»»

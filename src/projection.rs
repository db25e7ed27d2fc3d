//! Projection of raw API objects into display rows.
//!
//! Each function returns the fields in the order of the kind's columns in
//! [`crate::types::ResourceKind::columns`].

use chrono::{DateTime, Utc};
use k8s_openapi::api::apps::v1::Deployment;
use k8s_openapi::api::core::v1::{ConfigMap, Node, Pod, Secret, Service};
use std::collections::BTreeMap;

use crate::kubernetes::ResourceList;
use crate::types::DisplayRow;
use crate::utils::age_of;

const NONE: &str = "<none>";

// Replica count the API server assigns when a deployment omits one.
const DEFAULT_REPLICAS: i32 = 1;

const ROLE_LABEL: &str = "kubernetes.io/role";
const MASTER_LABEL: &str = "node-role.kubernetes.io/master";
const CONTROL_PLANE_LABEL: &str = "node-role.kubernetes.io/control-plane";

impl ResourceList {
    /// Project every item, computing ages against a single `now`.
    pub fn rows(&self, now: DateTime<Utc>) -> Vec<DisplayRow> {
        match self {
            Self::Pods(items) => items.iter().map(|p| pod_row(p, now)).collect(),
            Self::Deployments(items) => items.iter().map(|d| deployment_row(d, now)).collect(),
            Self::Services(items) => items.iter().map(|s| service_row(s, now)).collect(),
            Self::ConfigMaps(items) => items.iter().map(|c| configmap_row(c, now)).collect(),
            Self::Secrets(items) => items.iter().map(|s| secret_row(s, now)).collect(),
            Self::Nodes(items) => items.iter().map(|n| node_row(n, now)).collect(),
        }
    }
}

pub fn pod_row(pod: &Pod, now: DateTime<Utc>) -> DisplayRow {
    let status = pod.status.as_ref();
    let phase = status.and_then(|s| s.phase.clone()).unwrap_or_default();
    let statuses = status
        .and_then(|s| s.container_statuses.as_deref())
        .unwrap_or_default();

    let ready = statuses.iter().filter(|cs| cs.ready).count();
    let total = pod.spec.as_ref().map_or(0, |spec| spec.containers.len());
    let restarts: i64 = statuses.iter().map(|cs| i64::from(cs.restart_count)).sum();

    vec![
        pod.metadata.name.clone().unwrap_or_default(),
        phase,
        format!("{}/{}", ready, total),
        restarts.to_string(),
        age_of(pod.metadata.creation_timestamp.as_ref(), now),
    ]
}

pub fn deployment_row(deployment: &Deployment, now: DateTime<Utc>) -> DisplayRow {
    let desired = deployment
        .spec
        .as_ref()
        .and_then(|spec| spec.replicas)
        .unwrap_or(DEFAULT_REPLICAS);
    let status = deployment.status.as_ref();
    let ready = status.and_then(|s| s.ready_replicas).unwrap_or(0);
    let updated = status.and_then(|s| s.updated_replicas).unwrap_or(0);
    let available = status.and_then(|s| s.available_replicas).unwrap_or(0);

    vec![
        deployment.metadata.name.clone().unwrap_or_default(),
        format!("{}/{}", ready, desired),
        updated.to_string(),
        available.to_string(),
        age_of(deployment.metadata.creation_timestamp.as_ref(), now),
    ]
}

pub fn service_row(service: &Service, now: DateTime<Utc>) -> DisplayRow {
    let spec = service.spec.as_ref();

    vec![
        service.metadata.name.clone().unwrap_or_default(),
        spec.and_then(|s| s.type_.clone()).unwrap_or_default(),
        spec.and_then(|s| s.cluster_ip.clone()).unwrap_or_default(),
        external_ip(service),
        age_of(service.metadata.creation_timestamp.as_ref(), now),
    ]
}

/// First load balancer ingress address, preferring the IP over the hostname.
pub fn external_ip(service: &Service) -> String {
    let first = service
        .status
        .as_ref()
        .and_then(|s| s.load_balancer.as_ref())
        .and_then(|lb| lb.ingress.as_ref())
        .and_then(|ingress| ingress.first());

    let Some(ingress) = first else {
        return NONE.to_string();
    };

    [ingress.ip.as_deref(), ingress.hostname.as_deref()]
        .into_iter()
        .flatten()
        .find(|addr| !addr.is_empty())
        .unwrap_or(NONE)
        .to_string()
}

pub fn configmap_row(configmap: &ConfigMap, now: DateTime<Utc>) -> DisplayRow {
    let entries = configmap.data.as_ref().map_or(0, BTreeMap::len);

    vec![
        configmap.metadata.name.clone().unwrap_or_default(),
        entries.to_string(),
        age_of(configmap.metadata.creation_timestamp.as_ref(), now),
    ]
}

pub fn secret_row(secret: &Secret, now: DateTime<Utc>) -> DisplayRow {
    let entries = secret.data.as_ref().map_or(0, BTreeMap::len);

    vec![
        secret.metadata.name.clone().unwrap_or_default(),
        secret.type_.clone().unwrap_or_default(),
        entries.to_string(),
        age_of(secret.metadata.creation_timestamp.as_ref(), now),
    ]
}

pub fn node_row(node: &Node, now: DateTime<Utc>) -> DisplayRow {
    let version = node
        .status
        .as_ref()
        .and_then(|s| s.node_info.as_ref())
        .map(|info| info.kubelet_version.clone())
        .unwrap_or_default();

    vec![
        node.metadata.name.clone().unwrap_or_default(),
        node_status(node).to_string(),
        node_roles(node),
        version,
        age_of(node.metadata.creation_timestamp.as_ref(), now),
    ]
}

/// "NotReady" only when the first Ready condition reports something other
/// than "True". A node with no Ready condition at all is shown as "Ready".
pub fn node_status(node: &Node) -> &'static str {
    let ready = node
        .status
        .as_ref()
        .and_then(|s| s.conditions.as_ref())
        .and_then(|conditions| conditions.iter().find(|c| c.type_ == "Ready"));

    match ready {
        Some(condition) if condition.status != "True" => "NotReady",
        _ => "Ready",
    }
}

/// Role from node labels. An explicit role label wins over the
/// master/control-plane markers.
pub fn node_roles(node: &Node) -> String {
    let Some(labels) = node.metadata.labels.as_ref() else {
        return NONE.to_string();
    };
    let is_true = |key: &str| labels.get(key).is_some_and(|v| v == "true");

    if let Some(role) = labels.get(ROLE_LABEL) {
        role.clone()
    } else if is_true(MASTER_LABEL) {
        "master".to_string()
    } else if is_true(CONTROL_PLANE_LABEL) {
        "control-plane".to_string()
    } else {
        NONE.to_string()
    }
}
use clap::Parser;
use std::path::PathBuf;

#[derive(Parser)]
#[command(name = "kubectl-glance")]
#[command(about = "List Kubernetes resources as plain tables, optionally refreshing on an interval")]
pub struct Cli {
    /// Path to the kubeconfig file (defaults to $KUBECONFIG or ~/.kube/config)
    #[arg(long)]
    pub kubeconfig: Option<PathBuf>,

    /// Context
    #[arg(long)]
    pub context: Option<String>,

    /// Namespace to list (ignored for nodes)
    #[arg(short = 'n', long, default_value = "default")]
    pub namespace: String,

    /// Resource to list (pods, deployments, services, configmaps, secrets, nodes)
    #[arg(short, long, default_value = "deployments")]
    pub resource: String,

    /// Re-list the resources every interval until interrupted
    #[arg(short, long)]
    pub watch: bool,

    /// Seconds between refreshes in watch mode
    #[arg(short, long, default_value_t = 5, value_parser = clap::value_parser!(u64).range(1..))]
    pub interval: u64,

    /// Enable debug logging
    #[arg(short, long)]
    pub verbose: bool,
}
use crate::types::{Column, DisplayRow, ResourceKind};

/// Render rows as a fixed-width table followed by a total line.
///
/// Column widths are minimums; longer values push the rest of the line
/// to the right instead of being cut.
pub fn render(kind: ResourceKind, rows: &[DisplayRow]) -> String {
    let columns = kind.columns();
    let mut out = String::from("\n");

    push_line(&mut out, columns, columns.iter().map(|c| c.header));
    for row in rows {
        debug_assert_eq!(row.len(), columns.len(), "row arity for {}", kind);
        push_line(&mut out, columns, row.iter().map(String::as_str));
    }

    out.push_str(&format!("\nTotal {}: {}\n", kind.plural(), rows.len()));
    out
}

fn push_line<'a>(out: &mut String, columns: &[Column], fields: impl Iterator<Item = &'a str>) {
    let line = columns
        .iter()
        .zip(fields)
        .map(|(column, field)| format!("{:<width$}", field, width = column.width))
        .collect::<Vec<_>>()
        .join(" ");
    out.push_str(&line);
    out.push('\n');
}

««

Exercise instructions: A complete answer lists every line of the listing above that holds the word "short".

Answer space:
    #[arg(short = 'n', long, default_value = "default")]
    #[arg(short, long, default_value = "deployments")]
    #[arg(short, long)]
    #[arg(short, long, default_value_t = 5, value_parser = clap::value_parser!(u64).range(1..))]
    #[arg(short, long)]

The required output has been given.